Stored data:
★ ★ ★

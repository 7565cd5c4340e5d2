//! Shared fixtures for integration tests: an in-process fake Moonraker and
//! a sink that records every call.

#![allow(dead_code)]

use std::collections::VecDeque;
use std::sync::Arc;
use std::sync::atomic::{AtomicUsize, Ordering};
use std::time::Duration;

use async_trait::async_trait;
use futures_util::{SinkExt, StreamExt};
use moonraker_bridge::{ClientOptions, LifecycleSink, MoonrakerClient, ServerAddress};
use parking_lot::Mutex;
use serde_json::{Map, Value, json};
use tokio::net::{TcpListener, TcpStream};
use tokio::sync::{Semaphore, mpsc};
use tokio::task::JoinHandle;
use tokio::time::{Instant, sleep};
use tokio_tungstenite::accept_async;
use tokio_tungstenite::tungstenite::Message;

// ============================================================================
// Tracing
// ============================================================================

/// Installs a test subscriber filtered by `RUST_LOG`.
pub fn init_tracing() {
    let _ = tracing_subscriber::fmt()
        .with_env_filter(tracing_subscriber::EnvFilter::from_default_env())
        .with_test_writer()
        .try_init();
}

// ============================================================================
// Options
// ============================================================================

/// Options with every delay shortened for tests.
pub fn fast_options() -> ClientOptions {
    ClientOptions::new()
        .with_request_timeout(Duration::from_millis(300))
        .with_reconnect_delay(Duration::from_millis(50))
        .with_connect_timeout(Duration::from_secs(2))
        .with_klippy_poll_interval(Duration::from_millis(10))
}

/// Builds a client pointed at `fake`.
pub fn client_for(
    fake: &FakeMoonraker,
    sink: Arc<RecordingSink>,
    options: ClientOptions,
) -> MoonrakerClient {
    MoonrakerClient::builder()
        .address(ServerAddress::new("127.0.0.1", fake.port()))
        .sink(sink)
        .printer_id("test-printer")
        .options(options)
        .build()
        .expect("client")
}

/// Polls `condition` every 5ms until it holds or `limit` elapses.
pub async fn wait_until(limit: Duration, mut condition: impl FnMut() -> bool) -> bool {
    let deadline = Instant::now() + limit;
    while Instant::now() < deadline {
        if condition() {
            return true;
        }
        sleep(Duration::from_millis(5)).await;
    }
    condition()
}

// ============================================================================
// FakeMoonraker
// ============================================================================

/// Scripted state shared by every connection to the fake.
pub struct FakeState {
    /// `klippy_state` answers, front first. `ready` once empty.
    klippy_states: Mutex<VecDeque<String>>,
    /// Printer objects served by `printer.objects.query`.
    objects: Mutex<Map<String, Value>>,
    /// Writer for the most recent connection.
    push_tx: Mutex<Option<mpsc::UnboundedSender<Message>>>,
    pub connections: AtomicUsize,
    pub server_info_calls: AtomicUsize,
    pub subscribe_calls: AtomicUsize,
    pub query_calls: AtomicUsize,
}

/// In-process Moonraker speaking just enough JSON-RPC for the client.
///
/// Special methods:
///
/// | Method | Reply |
/// |--------|-------|
/// | `never.reply` | none |
/// | `fail.me` | error object, code 400 |
/// | `empty.reply` | neither result nor error |
/// | anything else unknown | `"ok"` |
pub struct FakeMoonraker {
    port: u16,
    state: Arc<FakeState>,
    task: JoinHandle<()>,
}

impl FakeMoonraker {
    /// Binds to a random local port and starts accepting.
    pub async fn start() -> Self {
        let listener = TcpListener::bind("127.0.0.1:0").await.expect("bind");
        let port = listener.local_addr().expect("addr").port();

        let mut objects = Map::new();
        objects.insert(
            "print_stats".into(),
            json!({
                "state": "standby",
                "filename": "",
                "print_duration": 0.0,
                "total_duration": 0.0,
                "message": ""
            }),
        );
        objects.insert("virtual_sdcard".into(), json!({ "progress": 0.0 }));
        objects.insert(
            "gcode_move".into(),
            json!({ "speed_factor": 1.0, "homing_origin": [0.0, 0.0, 0.2, 0.0] }),
        );

        let state = Arc::new(FakeState {
            klippy_states: Mutex::new(VecDeque::new()),
            objects: Mutex::new(objects),
            push_tx: Mutex::new(None),
            connections: AtomicUsize::new(0),
            server_info_calls: AtomicUsize::new(0),
            subscribe_calls: AtomicUsize::new(0),
            query_calls: AtomicUsize::new(0),
        });

        let task = tokio::spawn(accept_loop(listener, Arc::clone(&state)));
        Self { port, state, task }
    }

    pub fn port(&self) -> u16 {
        self.port
    }

    pub fn state(&self) -> &FakeState {
        &self.state
    }

    /// Queues `klippy_state` answers for `server.info`.
    pub fn script_klippy_states(&self, states: &[&str]) {
        let mut queue = self.state.klippy_states.lock();
        queue.extend(states.iter().map(|s| (*s).to_string()));
    }

    /// Replaces one printer object.
    pub fn set_object(&self, name: &str, value: Value) {
        self.state.objects.lock().insert(name.to_string(), value);
    }

    /// Pushes a notification on the most recent connection.
    pub fn push(&self, method: &str, params: Value) {
        let frame = json!({ "jsonrpc": "2.0", "method": method, "params": params });
        self.push_raw(&frame.to_string());
    }

    /// Pushes a raw text frame on the most recent connection.
    pub fn push_raw(&self, text: &str) {
        self.send_message(Message::Text(text.to_string().into()));
    }

    /// Closes the most recent connection from the server side.
    pub fn close_current(&self) {
        self.send_message(Message::Close(None));
    }

    fn send_message(&self, message: Message) {
        if let Some(tx) = self.state.push_tx.lock().as_ref() {
            let _ = tx.send(message);
        }
    }

    pub fn connections(&self) -> usize {
        self.state.connections.load(Ordering::SeqCst)
    }

    pub fn subscribe_calls(&self) -> usize {
        self.state.subscribe_calls.load(Ordering::SeqCst)
    }

    pub fn server_info_calls(&self) -> usize {
        self.state.server_info_calls.load(Ordering::SeqCst)
    }
}

impl Drop for FakeMoonraker {
    fn drop(&mut self) {
        self.task.abort();
    }
}

async fn accept_loop(listener: TcpListener, state: Arc<FakeState>) {
    while let Ok((stream, _)) = listener.accept().await {
        tokio::spawn(serve(stream, Arc::clone(&state)));
    }
}

async fn serve(stream: TcpStream, state: Arc<FakeState>) {
    let Ok(ws_stream) = accept_async(stream).await else {
        return;
    };
    let (mut write, mut read) = ws_stream.split();

    let (tx, mut rx) = mpsc::unbounded_channel::<Message>();
    *state.push_tx.lock() = Some(tx.clone());
    state.connections.fetch_add(1, Ordering::SeqCst);

    let writer = tokio::spawn(async move {
        while let Some(message) = rx.recv().await {
            if write.send(message).await.is_err() {
                break;
            }
        }
    });

    while let Some(Ok(message)) = read.next().await {
        let text = match message {
            Message::Text(text) => text,
            Message::Close(_) => break,
            _ => continue,
        };
        let Ok(frame) = serde_json::from_str::<Value>(&text) else {
            continue;
        };
        if let Some(reply) = answer(&state, &frame) {
            let _ = tx.send(Message::Text(reply.to_string().into()));
        }
    }

    writer.abort();
}

fn answer(state: &FakeState, frame: &Value) -> Option<Value> {
    let id = frame.get("id")?.clone();
    let method = frame.get("method").and_then(Value::as_str).unwrap_or_default();

    let result = match method {
        "server.info" => {
            state.server_info_calls.fetch_add(1, Ordering::SeqCst);
            let klippy = state
                .klippy_states
                .lock()
                .pop_front()
                .unwrap_or_else(|| "ready".to_string());
            json!({ "klippy_connected": true, "klippy_state": klippy })
        }

        "printer.objects.subscribe" => {
            state.subscribe_calls.fetch_add(1, Ordering::SeqCst);
            json!({ "eventtime": 1.0, "status": {} })
        }

        "printer.objects.query" => {
            state.query_calls.fetch_add(1, Ordering::SeqCst);
            let objects = state.objects.lock();
            let status: Map<String, Value> = frame["params"]["objects"]
                .as_object()
                .map(|requested| {
                    requested
                        .keys()
                        .filter_map(|name| objects.get(name).map(|v| (name.clone(), v.clone())))
                        .collect()
                })
                .unwrap_or_default();
            json!({ "eventtime": 1.0, "status": status })
        }

        "never.reply" => return None,

        "fail.me" => {
            return Some(json!({
                "jsonrpc": "2.0",
                "id": id,
                "error": { "code": 400, "message": "Bad request" }
            }));
        }

        "empty.reply" => return Some(json!({ "jsonrpc": "2.0", "id": id })),

        _ => json!("ok"),
    };

    Some(json!({ "jsonrpc": "2.0", "id": id, "result": result }))
}

// ============================================================================
// RecordingSink
// ============================================================================

/// One recorded sink call.
#[derive(Debug, Clone, PartialEq)]
pub enum SinkCall {
    Started(String),
    Paused(Option<String>),
    Resumed(Option<String>),
    Progress(f64),
    Restore {
        state: String,
        filename: Option<String>,
        total_duration: Option<f64>,
    },
}

/// Sink that records calls and can hold progress calls back.
#[derive(Default)]
pub struct RecordingSink {
    calls: Mutex<Vec<SinkCall>>,
    octo_keys: Mutex<Vec<String>>,
    printer_id: Mutex<Option<String>>,
    progress_gate: Option<Semaphore>,
}

impl RecordingSink {
    pub fn new() -> Arc<Self> {
        Arc::new(Self::default())
    }

    /// A sink whose `on_print_progress` never returns.
    pub fn blocking_progress() -> Arc<Self> {
        Arc::new(Self {
            progress_gate: Some(Semaphore::new(0)),
            ..Self::default()
        })
    }

    pub fn calls(&self) -> Vec<SinkCall> {
        self.calls.lock().clone()
    }

    pub fn restore_calls(&self) -> usize {
        self.calls
            .lock()
            .iter()
            .filter(|call| matches!(call, SinkCall::Restore { .. }))
            .count()
    }

    pub fn octo_keys(&self) -> Vec<String> {
        self.octo_keys.lock().clone()
    }

    pub fn printer_id(&self) -> Option<String> {
        self.printer_id.lock().clone()
    }

    fn record(&self, call: SinkCall) {
        self.calls.lock().push(call);
    }
}

#[async_trait]
impl LifecycleSink for RecordingSink {
    async fn on_started(&self, filename: &str) {
        self.record(SinkCall::Started(filename.to_string()));
    }

    async fn on_paused(&self, filename: Option<&str>) {
        self.record(SinkCall::Paused(filename.map(str::to_string)));
    }

    async fn on_resume(&self, filename: Option<&str>) {
        self.record(SinkCall::Resumed(filename.map(str::to_string)));
    }

    async fn on_print_progress(&self, percent: f64) {
        if let Some(gate) = &self.progress_gate {
            let _permit = gate.acquire().await;
        }
        self.record(SinkCall::Progress(percent));
    }

    async fn on_restore_print_if_needed(
        &self,
        state: &str,
        filename: Option<&str>,
        total_duration_sec: Option<f64>,
    ) {
        self.record(SinkCall::Restore {
            state: state.to_string(),
            filename: filename.map(str::to_string),
            total_duration: total_duration_sec,
        });
    }

    fn set_printer_id(&self, printer_id: &str) {
        *self.printer_id.lock() = Some(printer_id.to_string());
    }

    fn set_octo_key(&self, octo_key: &str) {
        self.octo_keys.lock().push(octo_key.to_string());
    }
}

★ ★ ★

What needs to be done:
Where a line in the records above includes the string "recent", show it.

Output for this task:
    /// Writer for the most recent connection.
    /// Pushes a notification on the most recent connection.
    /// Pushes a raw text frame on the most recent connection.
    /// Closes the most recent connection from the server side.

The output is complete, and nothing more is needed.